▸ **Stored data entries**:

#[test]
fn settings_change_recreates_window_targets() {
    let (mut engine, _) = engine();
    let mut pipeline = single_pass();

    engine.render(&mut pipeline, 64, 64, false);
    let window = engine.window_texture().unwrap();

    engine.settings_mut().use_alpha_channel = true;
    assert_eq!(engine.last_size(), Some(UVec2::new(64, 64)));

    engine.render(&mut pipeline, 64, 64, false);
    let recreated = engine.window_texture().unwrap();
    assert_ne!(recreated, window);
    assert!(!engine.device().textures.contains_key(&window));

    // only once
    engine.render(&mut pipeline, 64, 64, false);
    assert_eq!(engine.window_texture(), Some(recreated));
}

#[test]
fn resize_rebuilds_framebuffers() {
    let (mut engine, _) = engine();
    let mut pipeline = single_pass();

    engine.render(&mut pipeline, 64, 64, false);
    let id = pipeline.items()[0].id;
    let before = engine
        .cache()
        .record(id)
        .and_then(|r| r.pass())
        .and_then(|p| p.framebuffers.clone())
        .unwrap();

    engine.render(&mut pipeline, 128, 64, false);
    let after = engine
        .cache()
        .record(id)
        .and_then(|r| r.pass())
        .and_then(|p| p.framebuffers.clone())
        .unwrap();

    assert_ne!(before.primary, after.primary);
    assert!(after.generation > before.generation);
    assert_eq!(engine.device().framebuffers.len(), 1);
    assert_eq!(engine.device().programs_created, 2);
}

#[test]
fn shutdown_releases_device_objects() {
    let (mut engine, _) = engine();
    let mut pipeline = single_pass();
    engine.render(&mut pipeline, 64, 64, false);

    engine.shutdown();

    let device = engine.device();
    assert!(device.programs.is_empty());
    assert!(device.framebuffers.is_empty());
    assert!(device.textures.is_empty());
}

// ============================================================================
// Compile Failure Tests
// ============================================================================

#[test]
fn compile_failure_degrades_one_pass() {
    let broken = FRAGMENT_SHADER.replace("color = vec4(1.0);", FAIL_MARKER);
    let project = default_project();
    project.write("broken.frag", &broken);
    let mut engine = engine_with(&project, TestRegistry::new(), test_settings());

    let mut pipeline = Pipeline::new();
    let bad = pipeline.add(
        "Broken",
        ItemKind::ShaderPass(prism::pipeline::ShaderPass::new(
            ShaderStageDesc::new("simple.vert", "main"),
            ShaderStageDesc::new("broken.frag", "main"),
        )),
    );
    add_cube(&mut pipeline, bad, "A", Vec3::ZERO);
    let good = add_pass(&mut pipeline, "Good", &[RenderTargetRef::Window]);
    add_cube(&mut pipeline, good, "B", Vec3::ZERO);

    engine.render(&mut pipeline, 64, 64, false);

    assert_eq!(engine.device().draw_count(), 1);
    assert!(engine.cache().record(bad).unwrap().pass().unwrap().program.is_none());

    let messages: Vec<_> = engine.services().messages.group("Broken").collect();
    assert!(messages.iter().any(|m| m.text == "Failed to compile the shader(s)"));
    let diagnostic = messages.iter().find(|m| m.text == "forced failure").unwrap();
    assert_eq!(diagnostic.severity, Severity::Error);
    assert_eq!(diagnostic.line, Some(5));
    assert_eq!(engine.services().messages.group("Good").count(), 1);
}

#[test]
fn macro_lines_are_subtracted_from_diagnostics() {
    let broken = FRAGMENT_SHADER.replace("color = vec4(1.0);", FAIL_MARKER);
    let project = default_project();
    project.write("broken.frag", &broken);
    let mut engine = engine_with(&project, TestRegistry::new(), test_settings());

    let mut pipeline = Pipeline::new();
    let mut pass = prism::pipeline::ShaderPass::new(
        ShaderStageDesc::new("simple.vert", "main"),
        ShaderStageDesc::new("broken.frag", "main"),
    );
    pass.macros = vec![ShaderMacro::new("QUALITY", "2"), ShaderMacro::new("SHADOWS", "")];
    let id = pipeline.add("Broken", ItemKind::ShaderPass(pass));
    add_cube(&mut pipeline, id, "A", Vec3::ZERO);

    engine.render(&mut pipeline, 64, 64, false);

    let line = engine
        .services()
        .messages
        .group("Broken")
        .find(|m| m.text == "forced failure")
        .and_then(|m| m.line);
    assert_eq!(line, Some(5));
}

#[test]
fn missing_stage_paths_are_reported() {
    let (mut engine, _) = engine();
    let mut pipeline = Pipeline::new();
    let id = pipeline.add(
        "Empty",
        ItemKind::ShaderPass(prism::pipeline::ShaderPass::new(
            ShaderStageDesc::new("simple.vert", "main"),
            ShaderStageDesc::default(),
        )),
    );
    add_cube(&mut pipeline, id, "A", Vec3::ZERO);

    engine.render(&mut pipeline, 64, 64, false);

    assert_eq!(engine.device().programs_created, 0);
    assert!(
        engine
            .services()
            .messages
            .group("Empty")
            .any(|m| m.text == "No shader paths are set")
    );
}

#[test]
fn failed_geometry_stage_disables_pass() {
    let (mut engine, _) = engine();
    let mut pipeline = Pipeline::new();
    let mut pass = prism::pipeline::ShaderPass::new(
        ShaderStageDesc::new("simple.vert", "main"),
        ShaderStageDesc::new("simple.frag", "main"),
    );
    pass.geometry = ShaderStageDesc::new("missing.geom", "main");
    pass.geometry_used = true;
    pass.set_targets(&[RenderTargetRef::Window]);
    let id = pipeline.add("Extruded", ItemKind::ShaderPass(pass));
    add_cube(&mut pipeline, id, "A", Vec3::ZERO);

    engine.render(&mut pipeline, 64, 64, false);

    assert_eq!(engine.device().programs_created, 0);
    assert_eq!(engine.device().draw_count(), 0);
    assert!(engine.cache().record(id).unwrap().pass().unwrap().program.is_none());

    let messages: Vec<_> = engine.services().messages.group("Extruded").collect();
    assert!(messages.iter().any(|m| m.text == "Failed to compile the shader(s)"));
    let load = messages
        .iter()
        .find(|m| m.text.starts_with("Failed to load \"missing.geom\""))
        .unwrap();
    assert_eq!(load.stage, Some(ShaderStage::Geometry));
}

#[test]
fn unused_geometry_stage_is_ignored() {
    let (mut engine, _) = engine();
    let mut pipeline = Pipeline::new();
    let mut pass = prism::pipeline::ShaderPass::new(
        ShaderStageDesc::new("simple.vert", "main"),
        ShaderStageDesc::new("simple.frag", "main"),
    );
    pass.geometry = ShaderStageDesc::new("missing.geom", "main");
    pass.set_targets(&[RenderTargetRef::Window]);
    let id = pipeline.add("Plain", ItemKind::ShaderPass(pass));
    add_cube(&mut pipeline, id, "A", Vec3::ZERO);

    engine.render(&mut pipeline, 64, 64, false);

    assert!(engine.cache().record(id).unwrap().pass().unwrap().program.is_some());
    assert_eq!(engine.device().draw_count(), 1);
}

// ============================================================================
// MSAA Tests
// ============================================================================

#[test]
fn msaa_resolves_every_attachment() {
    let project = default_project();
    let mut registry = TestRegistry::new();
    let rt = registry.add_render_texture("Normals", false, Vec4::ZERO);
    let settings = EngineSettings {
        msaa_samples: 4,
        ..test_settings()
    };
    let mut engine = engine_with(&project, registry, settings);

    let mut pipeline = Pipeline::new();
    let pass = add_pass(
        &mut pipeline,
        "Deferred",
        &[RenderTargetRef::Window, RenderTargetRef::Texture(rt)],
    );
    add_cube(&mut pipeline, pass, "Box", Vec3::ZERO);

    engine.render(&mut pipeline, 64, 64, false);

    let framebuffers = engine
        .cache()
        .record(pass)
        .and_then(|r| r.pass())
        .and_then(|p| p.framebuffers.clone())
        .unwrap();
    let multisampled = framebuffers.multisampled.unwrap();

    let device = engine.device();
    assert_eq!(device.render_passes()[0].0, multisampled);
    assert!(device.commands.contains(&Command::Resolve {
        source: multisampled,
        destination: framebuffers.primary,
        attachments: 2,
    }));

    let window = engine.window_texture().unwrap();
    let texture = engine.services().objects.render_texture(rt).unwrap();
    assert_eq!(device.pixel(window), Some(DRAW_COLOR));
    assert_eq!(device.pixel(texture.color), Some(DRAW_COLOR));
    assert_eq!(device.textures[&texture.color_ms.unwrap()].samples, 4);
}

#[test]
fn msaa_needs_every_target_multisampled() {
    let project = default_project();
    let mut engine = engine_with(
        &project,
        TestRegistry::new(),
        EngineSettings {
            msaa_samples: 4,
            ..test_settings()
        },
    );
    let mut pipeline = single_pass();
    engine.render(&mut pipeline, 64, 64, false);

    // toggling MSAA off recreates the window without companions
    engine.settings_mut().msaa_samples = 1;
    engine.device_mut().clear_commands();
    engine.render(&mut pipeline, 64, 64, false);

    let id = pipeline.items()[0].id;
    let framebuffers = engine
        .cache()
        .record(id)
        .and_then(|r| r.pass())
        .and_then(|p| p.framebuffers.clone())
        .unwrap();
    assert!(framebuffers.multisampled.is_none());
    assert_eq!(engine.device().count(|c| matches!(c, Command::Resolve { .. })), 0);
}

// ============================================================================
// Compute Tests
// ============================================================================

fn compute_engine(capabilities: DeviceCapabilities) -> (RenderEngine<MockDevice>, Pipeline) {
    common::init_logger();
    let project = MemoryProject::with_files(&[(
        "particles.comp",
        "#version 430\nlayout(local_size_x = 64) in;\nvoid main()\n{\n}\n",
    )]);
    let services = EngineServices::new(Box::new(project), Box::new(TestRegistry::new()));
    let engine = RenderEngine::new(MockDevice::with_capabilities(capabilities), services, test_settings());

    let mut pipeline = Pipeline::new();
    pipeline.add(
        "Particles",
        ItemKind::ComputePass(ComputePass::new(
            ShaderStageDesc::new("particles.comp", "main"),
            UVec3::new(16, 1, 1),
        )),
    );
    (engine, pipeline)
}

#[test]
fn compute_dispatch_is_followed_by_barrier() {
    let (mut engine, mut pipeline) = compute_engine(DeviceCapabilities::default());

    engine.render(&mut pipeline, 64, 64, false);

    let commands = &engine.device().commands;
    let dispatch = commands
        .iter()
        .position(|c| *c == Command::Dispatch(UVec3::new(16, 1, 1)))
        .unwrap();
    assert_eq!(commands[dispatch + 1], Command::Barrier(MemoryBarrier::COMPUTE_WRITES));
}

--

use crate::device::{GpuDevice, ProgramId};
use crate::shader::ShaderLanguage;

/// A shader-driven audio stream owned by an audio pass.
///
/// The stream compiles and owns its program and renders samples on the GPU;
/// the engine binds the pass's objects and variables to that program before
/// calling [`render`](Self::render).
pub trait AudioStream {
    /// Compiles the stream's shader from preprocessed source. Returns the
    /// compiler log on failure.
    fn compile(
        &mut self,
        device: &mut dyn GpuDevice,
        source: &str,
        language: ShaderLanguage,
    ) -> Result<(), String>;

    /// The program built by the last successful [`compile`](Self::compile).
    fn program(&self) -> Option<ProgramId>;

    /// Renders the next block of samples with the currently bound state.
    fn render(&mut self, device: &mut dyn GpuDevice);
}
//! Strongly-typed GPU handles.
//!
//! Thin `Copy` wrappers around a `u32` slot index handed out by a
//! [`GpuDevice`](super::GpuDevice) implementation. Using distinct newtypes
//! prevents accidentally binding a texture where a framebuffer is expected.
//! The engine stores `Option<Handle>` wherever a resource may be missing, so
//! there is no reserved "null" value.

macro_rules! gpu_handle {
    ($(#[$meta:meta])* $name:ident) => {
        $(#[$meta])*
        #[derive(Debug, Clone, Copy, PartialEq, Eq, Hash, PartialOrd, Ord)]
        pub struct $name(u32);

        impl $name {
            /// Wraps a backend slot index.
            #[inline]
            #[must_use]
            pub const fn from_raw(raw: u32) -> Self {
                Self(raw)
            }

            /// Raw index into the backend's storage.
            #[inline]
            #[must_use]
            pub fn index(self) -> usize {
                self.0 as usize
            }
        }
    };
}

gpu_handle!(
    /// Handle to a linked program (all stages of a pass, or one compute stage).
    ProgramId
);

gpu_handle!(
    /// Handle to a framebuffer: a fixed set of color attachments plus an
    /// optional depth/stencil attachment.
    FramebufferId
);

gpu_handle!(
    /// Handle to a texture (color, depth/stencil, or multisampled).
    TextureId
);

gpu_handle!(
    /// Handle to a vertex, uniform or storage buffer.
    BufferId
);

▸ **WORK TO BE COMPLETED**: Determine the number of lines in the records that contain the word "GpuDevice", and provide that number alone.

▸ **RESPONSE AREA**: 4